Courtesy of Mari Nameshida

Rice with umeboshi topped with soy sauce-dipped sashimi

By Mari Nameshida / Special to The Japan NewsFriends have often told me that umeboshi pickled plums surprised them in a bad way when they had them during breakfast at ryokan inns. They confused them for apricots or sometimes even a chocolate dessert, and the strong sourness hit them right away!

I can’t stop laughing whenever I hear these stories, because umeboshi are strong, even for someone like me who grew up in Japan. I can easily imagine how they feel.

Umeboshi are one of Japan’s typical preserved foods. My mom always put a pickled plum in my rice ball for lunch when I was a child, and used them in various dishes. I have to confess that I was not a big fan of umeboshi when I was a child because of their strong taste, but now I’m obsessed with their wonderful aroma. Pickled plums have a beautiful flavor and so many benefits that there’s even a Japanese saying similar to the English one about apples: “A pickled plum a day keeps the doctor away.”

Umeboshi are such a versatile preserved food that they can be kept for a few years at room temperature, depending on their salt content — some are even preserved for 100 years for a truly superior aroma!

The most common way to eat umeboshi is to place them on rice or in rice balls. But I prefer to use them for cooking because their sour flavor, saltiness and special aroma make them perfect as a seasoning. I remove the pit first and chop the umeboshi to make a paste, then mix it with other seasonings for things like simmering fish, making dressings and cooking vegetables.

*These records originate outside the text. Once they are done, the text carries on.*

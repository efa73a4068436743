//! Resampling to target dimensions under a resize mode.
//!
//! Three modes, matching the conventional CSS `object-fit` vocabulary:
//!
//! - [`ResizeMode::Contain`] — scale to the target width, height derived from
//!   the aspect ratio (or, when an explicit height is given, fit inside the
//!   box). Never distorts, never crops. The default.
//! - [`ResizeMode::Cover`] — scale so the target box is completely filled,
//!   then center-crop the excess.
//! - [`ResizeMode::Fill`] — stretch to the exact dimensions, ignoring aspect
//!   ratio.
//!
//! Resampling always uses Lanczos3. Upscaling past the source width is
//! refused by clamping the target to the source width, unless the caller
//! passes `allow_upscale`.

use super::calculations::{aspect_height, center_crop_origin, clamp_width, cover_scale, fit_within};
use super::raster::Raster;
use image::imageops::FilterType;
use serde::{Deserialize, Serialize};
use std::fmt;
use std::str::FromStr;
use thiserror::Error;

#[derive(Error, Debug)]
pub enum ResizeError {
    #[error("invalid target dimension: {0}")]
    InvalidDimension(u32),
}

/// How a raster is mapped onto the target dimensions.
#[derive(Debug, Clone, Copy, Default, PartialEq, Eq, Serialize, Deserialize)]
#[serde(rename_all = "lowercase")]
pub enum ResizeMode {
    #[default]
    Contain,
    Cover,
    Fill,
}

impl fmt::Display for ResizeMode {
    fn fmt(&self, f: &mut fmt::Formatter<'_>) -> fmt::Result {
        let name = match self {
            ResizeMode::Contain => "contain",
            ResizeMode::Cover => "cover",
            ResizeMode::Fill => "fill",
        };
        f.write_str(name)
    }
}

impl FromStr for ResizeMode {
    type Err = String;

    fn from_str(s: &str) -> Result<Self, Self::Err> {
        match s.to_ascii_lowercase().as_str() {
            "contain" => Ok(ResizeMode::Contain),
            "cover" => Ok(ResizeMode::Cover),
            "fill" => Ok(ResizeMode::Fill),
            other => Err(format!("unknown resize mode: {other}")),
        }
    }
}

/// Resample a raster to the requested width (and optional height).
///
/// With `height = None` the height is derived from the source aspect ratio,
/// which makes all three modes produce the same dimensions; the modes only
/// diverge when an explicit height is requested. Returns a new raster; the
/// input is untouched.
pub fn resize(
    raster: &Raster,
    width: u32,
    height: Option<u32>,
    mode: ResizeMode,
    allow_upscale: bool,
) -> Result<Raster, ResizeError> {
    if width == 0 {
        return Err(ResizeError::InvalidDimension(width));
    }
    if height == Some(0) {
        return Err(ResizeError::InvalidDimension(0));
    }

    let source = raster.dimensions();
    let clamped_w = clamp_width(source.0, width, allow_upscale);
    // If the width was clamped, scale any explicit height by the same factor
    // so the requested box keeps its shape.
    let target_h = height.map(|h| {
        if clamped_w == width {
            h
        } else {
            (h as f64 * clamped_w as f64 / width as f64).round().max(1.0) as u32
        }
    });

    let image = match (mode, target_h) {
        (ResizeMode::Contain, None) | (ResizeMode::Cover, None) | (ResizeMode::Fill, None) => {
            let h = aspect_height(source, clamped_w);
            raster.image.resize_exact(clamped_w, h, FilterType::Lanczos3)
        }
        (ResizeMode::Contain, Some(h)) => {
            let (w, h) = fit_within(source, (clamped_w, h));
            raster.image.resize_exact(w, h, FilterType::Lanczos3)
        }
        (ResizeMode::Cover, Some(h)) => {
            let scaled_dims = cover_scale(source, (clamped_w, h));
            let scaled = raster
                .image
                .resize_exact(scaled_dims.0, scaled_dims.1, FilterType::Lanczos3);
            let (x, y) = center_crop_origin(scaled_dims, (clamped_w, h));
            scaled.crop_imm(x, y, clamped_w, h)
        }
        (ResizeMode::Fill, Some(h)) => {
            raster.image.resize_exact(clamped_w, h, FilterType::Lanczos3)
        }
    };

    Ok(raster.with_image(image))
}
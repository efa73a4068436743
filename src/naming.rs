//! Centralized filename handling for uploads and variants.
//!
//! Upload filenames come from untrusted collaborators, so they are sanitized
//! before any use: path components are dropped and unsafe characters are
//! removed. Every generated variant then follows the same derived pattern:
//!
//! - `photo.jpg`, width 800, WebP → `photo_800.webp`
//! - `my vacation pic.png`, width 400, AVIF → `my_vacation_pic_400.avif`
//!
//! This module is the single place that knows the pattern; the pipeline and
//! any storage collaborator both derive names through it.

use crate::imaging::OutputFormat;

/// Sanitize an upload filename.
///
/// Drops any directory components, removes characters outside
/// `[A-Za-z0-9._-]` and whitespace, then collapses whitespace runs into a
/// single underscore. An input with nothing usable left becomes `"image"`.
pub fn sanitize_filename(filename: &str) -> String {
    // Last path component only, whichever separator the client used
    let name = filename
        .rsplit(['/', '\\'])
        .next()
        .unwrap_or(filename);

    let kept: String = name
        .chars()
        .filter(|c| c.is_ascii_alphanumeric() || matches!(c, '.' | '_' | '-') || c.is_whitespace())
        .collect();

    let mut out = String::with_capacity(kept.len());
    let mut in_whitespace = false;
    for c in kept.chars() {
        if c.is_whitespace() {
            if !in_whitespace && !out.is_empty() {
                out.push('_');
            }
            in_whitespace = true;
        } else {
            out.push(c);
            in_whitespace = false;
        }
    }
    let out = out.trim_matches('_').to_string();

    if out.is_empty() || out.chars().all(|c| c == '.') {
        "image".to_string()
    } else {
        out
    }
}

/// Filename stem: everything before the final `.extension`.
pub fn file_stem(filename: &str) -> &str {
    match filename.rsplit_once('.') {
        Some((stem, _)) if !stem.is_empty() => stem,
        _ => filename,
    }
}

/// Lowercased extension, if the filename has one.
pub fn extension(filename: &str) -> Option<String> {
    match filename.rsplit_once('.') {
        Some((stem, ext)) if !stem.is_empty() && !ext.is_empty() => {
            Some(ext.to_ascii_lowercase())
        }
        _ => None,
    }
}

/// Derived output name for one variant: `{stem}_{size}.{format}`.
pub fn variant_filename(stem: &str, size: u32, format: OutputFormat) -> String {
    format!("{stem}_{size}.{}", format.extension())
}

For sushi, rice is usually seasoned with a mixture of vinegar, salt and sugar. But in this recipe, I mix only umeboshi paste with the rice so that it tastes kind of like sushi rice but with a more flavorful and a refreshing kick. I also add chopped green shiso leaves and the pink buds of myoga — a plant in the ginger family — to the rice. I’m content with eating a lot of just this flavorful rice.

If you’re a beginner at cooking with umeboshi, a good rule of thumb is to use umeboshi paste as a substitute for vinegar and salt when making things like dressings.

If you like the flavor of umeboshi, try ume-yu. Put one plum in a cup, pour boiling water on it and crush it with a teaspoon. This is my favorite drink in the morning.

Mari’s recipe for rice with umeboshi topped with soy sauce-dipped sashimi

Ingredients (serves 2):

2 bowls of cooked rice (about 300 grams)

1 umeboshi pickled plum, with the pit removed and chopped into a paste

5 green shiso leaves, cut into thin strips

1 myoga ginger bud, chopped

200 grams sashimi-quality fish (white fish is preferable)

1 tbsp soy sauce

1 tbsp mirin

½ tbsp sake

2 more green shiso leaves, cut into strips for the topping

Directions:

1. Cut the sashimi into 1-centimeter-wide strips. Place mirin and sake in a cup and then microwave for 30 seconds without a cover. Add soy sauce and mix, then allow to cool. Place the sashimi pieces in the sauce and marinate for 30 minutes, then set aside.

2. Place hot cooked rice in a bowl. Add ume paste, shiso strips and chopped myoga, then mix ingredients lightly with a spatula.

3. Divide the seasoned rice between two serving bowls and put sashimi and remaining shiso strips on top.